■ EXERCISE DETAILS
Beginning with the first line below, please restate each line exactly, down to and including the line containing "pub const SHORT: ColumnType".

■ Items from a data source
>>>>
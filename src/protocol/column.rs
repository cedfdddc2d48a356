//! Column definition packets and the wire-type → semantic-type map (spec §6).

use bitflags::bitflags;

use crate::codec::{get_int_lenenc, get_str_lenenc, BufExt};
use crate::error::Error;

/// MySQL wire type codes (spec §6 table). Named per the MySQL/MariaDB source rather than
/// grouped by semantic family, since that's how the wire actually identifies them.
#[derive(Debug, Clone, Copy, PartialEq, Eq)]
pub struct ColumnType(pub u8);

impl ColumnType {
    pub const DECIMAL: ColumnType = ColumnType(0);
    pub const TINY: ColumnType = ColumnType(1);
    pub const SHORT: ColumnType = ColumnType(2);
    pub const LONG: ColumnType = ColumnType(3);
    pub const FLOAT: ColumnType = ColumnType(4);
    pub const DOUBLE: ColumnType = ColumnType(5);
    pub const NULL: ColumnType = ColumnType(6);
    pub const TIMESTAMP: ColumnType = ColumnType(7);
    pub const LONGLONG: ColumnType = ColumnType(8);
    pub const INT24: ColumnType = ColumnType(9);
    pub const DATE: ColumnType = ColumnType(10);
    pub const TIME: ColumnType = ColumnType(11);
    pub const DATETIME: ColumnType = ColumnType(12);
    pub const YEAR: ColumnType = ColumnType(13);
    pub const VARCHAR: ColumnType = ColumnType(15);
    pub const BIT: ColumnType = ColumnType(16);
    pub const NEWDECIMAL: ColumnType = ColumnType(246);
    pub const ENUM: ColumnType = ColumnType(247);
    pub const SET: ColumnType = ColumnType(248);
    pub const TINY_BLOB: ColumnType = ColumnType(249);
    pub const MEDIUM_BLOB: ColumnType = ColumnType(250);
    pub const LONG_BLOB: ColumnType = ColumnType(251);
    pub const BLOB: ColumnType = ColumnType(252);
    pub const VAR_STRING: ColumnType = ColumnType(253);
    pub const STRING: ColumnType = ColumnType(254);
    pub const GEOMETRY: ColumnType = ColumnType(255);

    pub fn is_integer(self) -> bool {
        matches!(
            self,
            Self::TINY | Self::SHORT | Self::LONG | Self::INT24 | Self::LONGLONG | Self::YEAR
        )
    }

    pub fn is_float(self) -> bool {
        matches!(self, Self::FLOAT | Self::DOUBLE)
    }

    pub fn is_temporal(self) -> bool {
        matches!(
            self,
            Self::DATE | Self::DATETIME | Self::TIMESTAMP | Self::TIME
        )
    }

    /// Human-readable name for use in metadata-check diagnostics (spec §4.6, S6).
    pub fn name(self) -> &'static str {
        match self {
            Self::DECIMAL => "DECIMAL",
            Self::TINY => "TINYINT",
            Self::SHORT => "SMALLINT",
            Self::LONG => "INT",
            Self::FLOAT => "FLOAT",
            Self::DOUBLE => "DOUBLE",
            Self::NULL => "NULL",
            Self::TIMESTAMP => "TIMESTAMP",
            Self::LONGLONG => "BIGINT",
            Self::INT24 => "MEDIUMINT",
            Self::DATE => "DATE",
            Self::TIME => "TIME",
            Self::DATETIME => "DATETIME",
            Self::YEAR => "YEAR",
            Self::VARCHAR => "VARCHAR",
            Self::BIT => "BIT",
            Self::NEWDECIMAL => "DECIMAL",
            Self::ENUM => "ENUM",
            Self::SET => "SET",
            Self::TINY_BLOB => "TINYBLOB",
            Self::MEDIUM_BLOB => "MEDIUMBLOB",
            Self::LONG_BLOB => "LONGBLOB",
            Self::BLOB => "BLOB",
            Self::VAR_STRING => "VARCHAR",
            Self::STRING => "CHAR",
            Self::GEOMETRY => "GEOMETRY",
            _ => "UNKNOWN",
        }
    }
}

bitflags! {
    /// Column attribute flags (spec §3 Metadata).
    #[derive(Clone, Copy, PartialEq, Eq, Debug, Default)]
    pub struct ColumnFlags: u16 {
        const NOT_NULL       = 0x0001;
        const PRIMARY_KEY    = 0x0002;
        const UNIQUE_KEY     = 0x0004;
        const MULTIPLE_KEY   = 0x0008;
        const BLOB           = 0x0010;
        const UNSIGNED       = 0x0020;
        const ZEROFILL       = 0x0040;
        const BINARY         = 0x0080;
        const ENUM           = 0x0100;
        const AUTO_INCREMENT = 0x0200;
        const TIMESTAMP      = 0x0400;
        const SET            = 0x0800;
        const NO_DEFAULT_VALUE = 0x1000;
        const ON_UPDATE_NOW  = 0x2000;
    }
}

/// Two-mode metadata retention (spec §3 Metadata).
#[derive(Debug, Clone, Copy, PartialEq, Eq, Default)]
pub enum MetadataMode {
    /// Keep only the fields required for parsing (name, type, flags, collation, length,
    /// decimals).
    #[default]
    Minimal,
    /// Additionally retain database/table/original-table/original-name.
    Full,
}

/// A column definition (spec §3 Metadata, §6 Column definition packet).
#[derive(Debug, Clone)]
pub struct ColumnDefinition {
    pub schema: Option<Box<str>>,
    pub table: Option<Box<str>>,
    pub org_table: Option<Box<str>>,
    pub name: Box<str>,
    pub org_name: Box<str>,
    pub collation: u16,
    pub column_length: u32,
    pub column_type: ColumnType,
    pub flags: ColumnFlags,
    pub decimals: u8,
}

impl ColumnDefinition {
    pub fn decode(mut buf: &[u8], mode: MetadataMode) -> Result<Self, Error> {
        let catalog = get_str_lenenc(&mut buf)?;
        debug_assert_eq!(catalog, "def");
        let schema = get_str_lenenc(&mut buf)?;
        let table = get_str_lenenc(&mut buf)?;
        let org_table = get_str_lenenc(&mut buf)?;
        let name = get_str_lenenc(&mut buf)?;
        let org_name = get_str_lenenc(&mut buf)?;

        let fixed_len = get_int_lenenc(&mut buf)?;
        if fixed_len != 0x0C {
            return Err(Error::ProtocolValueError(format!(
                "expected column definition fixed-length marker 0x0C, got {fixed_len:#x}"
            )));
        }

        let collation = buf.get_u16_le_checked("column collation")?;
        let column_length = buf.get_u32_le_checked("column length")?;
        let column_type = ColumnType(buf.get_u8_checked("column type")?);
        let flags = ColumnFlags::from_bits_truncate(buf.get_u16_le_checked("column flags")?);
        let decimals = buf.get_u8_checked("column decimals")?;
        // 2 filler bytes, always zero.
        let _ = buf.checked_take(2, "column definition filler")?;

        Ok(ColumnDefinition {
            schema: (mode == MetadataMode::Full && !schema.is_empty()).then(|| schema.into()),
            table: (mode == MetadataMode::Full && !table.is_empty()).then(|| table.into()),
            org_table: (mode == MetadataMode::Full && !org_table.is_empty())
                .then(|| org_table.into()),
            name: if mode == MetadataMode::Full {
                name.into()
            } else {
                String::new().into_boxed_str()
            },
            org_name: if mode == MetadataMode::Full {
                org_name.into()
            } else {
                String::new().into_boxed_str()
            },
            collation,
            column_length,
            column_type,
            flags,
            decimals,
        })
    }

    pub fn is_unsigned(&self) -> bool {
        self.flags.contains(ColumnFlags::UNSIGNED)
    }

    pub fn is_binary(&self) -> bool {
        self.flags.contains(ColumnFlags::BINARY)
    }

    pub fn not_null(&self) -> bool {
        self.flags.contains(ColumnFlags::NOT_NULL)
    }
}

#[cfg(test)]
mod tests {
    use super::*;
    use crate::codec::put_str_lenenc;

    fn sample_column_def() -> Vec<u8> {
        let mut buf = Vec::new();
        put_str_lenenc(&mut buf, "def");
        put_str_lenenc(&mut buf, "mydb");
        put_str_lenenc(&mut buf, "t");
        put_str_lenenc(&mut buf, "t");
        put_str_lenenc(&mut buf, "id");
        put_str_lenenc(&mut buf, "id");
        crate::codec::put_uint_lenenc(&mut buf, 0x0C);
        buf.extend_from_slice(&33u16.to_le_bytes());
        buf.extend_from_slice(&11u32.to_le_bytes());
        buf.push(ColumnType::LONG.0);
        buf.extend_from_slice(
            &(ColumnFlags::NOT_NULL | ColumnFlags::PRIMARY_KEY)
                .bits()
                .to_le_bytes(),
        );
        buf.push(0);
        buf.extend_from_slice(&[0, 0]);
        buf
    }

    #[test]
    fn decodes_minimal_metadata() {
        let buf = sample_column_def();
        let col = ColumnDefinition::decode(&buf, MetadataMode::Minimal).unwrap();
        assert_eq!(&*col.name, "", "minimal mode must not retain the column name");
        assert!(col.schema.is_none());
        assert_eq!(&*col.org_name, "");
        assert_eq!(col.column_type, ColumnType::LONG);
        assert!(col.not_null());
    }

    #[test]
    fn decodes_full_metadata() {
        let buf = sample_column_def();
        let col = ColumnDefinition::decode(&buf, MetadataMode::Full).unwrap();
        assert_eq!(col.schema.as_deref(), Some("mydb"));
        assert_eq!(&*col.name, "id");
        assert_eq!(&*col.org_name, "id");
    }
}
<<<<
■ FINISHED EXERCISE
filename src/protocol/column.rs
repository cedfdddc2d48a356
//! Column definition packets and the wire-type → semantic-type map (spec §6).

use bitflags::bitflags;

use crate::codec::{get_int_lenenc, get_str_lenenc, BufExt};
use crate::error::Error;

/// MySQL wire type codes (spec §6 table). Named per the MySQL/MariaDB source rather than
/// grouped by semantic family, since that's how the wire actually identifies them.
#[derive(Debug, Clone, Copy, PartialEq, Eq)]
pub struct ColumnType(pub u8);

impl ColumnType {
    pub const DECIMAL: ColumnType = ColumnType(0);
    pub const TINY: ColumnType = ColumnType(1);
    pub const SHORT: ColumnType = ColumnType(2);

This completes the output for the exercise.